給料も、夏のボーナスも驚くほど減った。こんなサラリーマンの家庭では、夫と妻の戦いが大詰めを迎えている。どちらが勝つかは夫婦によりけりだが、不況下で勝つのは当然、「節約家」。だが政府・与党が示した2009年の「骨太の方針」では、節約家が大敗した。
財務相に「失望」
「与謝野馨財務・金融・経済財政相が、頑張ってくれると思ったのだが」。政府が23日にまとめた「骨太の方針」は、小泉純一郎政権以来、毎年の予算編成の方針を示してきたが、今回ばかりは民間エコノミストから、あきらめにも似た失望の声が漏れた。
理由の1つが、「社会保障費の増加を2007年度からの5年間で1兆1000億円、毎年2200億円抑制する」という歳出削減目標が完全に崩れたことだ。「地方では医師不足が深刻だ」といった与党議員の声に押され、与謝野財務相が「2010年度は社会保障費の自然増をそのまま認める」と発言。目標は事実上、葬り去られた。

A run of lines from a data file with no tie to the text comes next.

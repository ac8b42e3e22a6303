use rust_decimal::Decimal;
use serde::{Deserialize, Serialize};
use uuid::Uuid;

/// A game definition. Owned by the admin CRUD layer; read-only here.
#[derive(Debug, Clone, Serialize, Deserialize)]
pub struct Game {
    pub id: i64,
    pub secure_id: Uuid,
    /// Unique natural key used by bet submissions (e.g., "Lotofácil")
    pub game_type: String,
    pub description: String,
    /// Highest selectable number
    pub range: i32,
    /// Unit price of one bet on this game
    pub price: Decimal,
    /// Exact count of numbers a bet must contain
    pub min_and_max_number: i32,
    pub color: String,
}

/// Result of resolving a game name: what the placement workflow needs
/// and nothing else.
#[derive(Debug, Clone, Copy, PartialEq, Eq)]
pub struct PricedGame {
    pub game_id: i64,
    pub price: Decimal,
}

/// The singleton cart configuration row (id = 1)
#[derive(Debug, Clone, Serialize, Deserialize)]
pub struct Cart {
    pub id: i64,
    pub min_cart_value: Decimal,
}
pub mod inactivity;
pub mod placement;
pub mod traits;

#[cfg(test)]
pub(crate) mod test_support;

pub use inactivity::{InactivityScanner, ScanReport};
pub use placement::BetPlacement;
pub use traits::{
    BetActivity, BetLedger, CartPolicy, GameCatalog, LedgerTx, Notifier, UserDirectory,
};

だが、実際には医療などで削れるコストは多い。大学病院で働くある勤務医は「100円ショップにもありそうな容器でも、医療用具となると数千円する。コスト意識が薄すぎる」と話す。患者を「薬漬け」「検査漬け」にするほど儲かる仕組みを改めなければ、民間では当然の「安価で質の高いサービス」にはたどり着かない。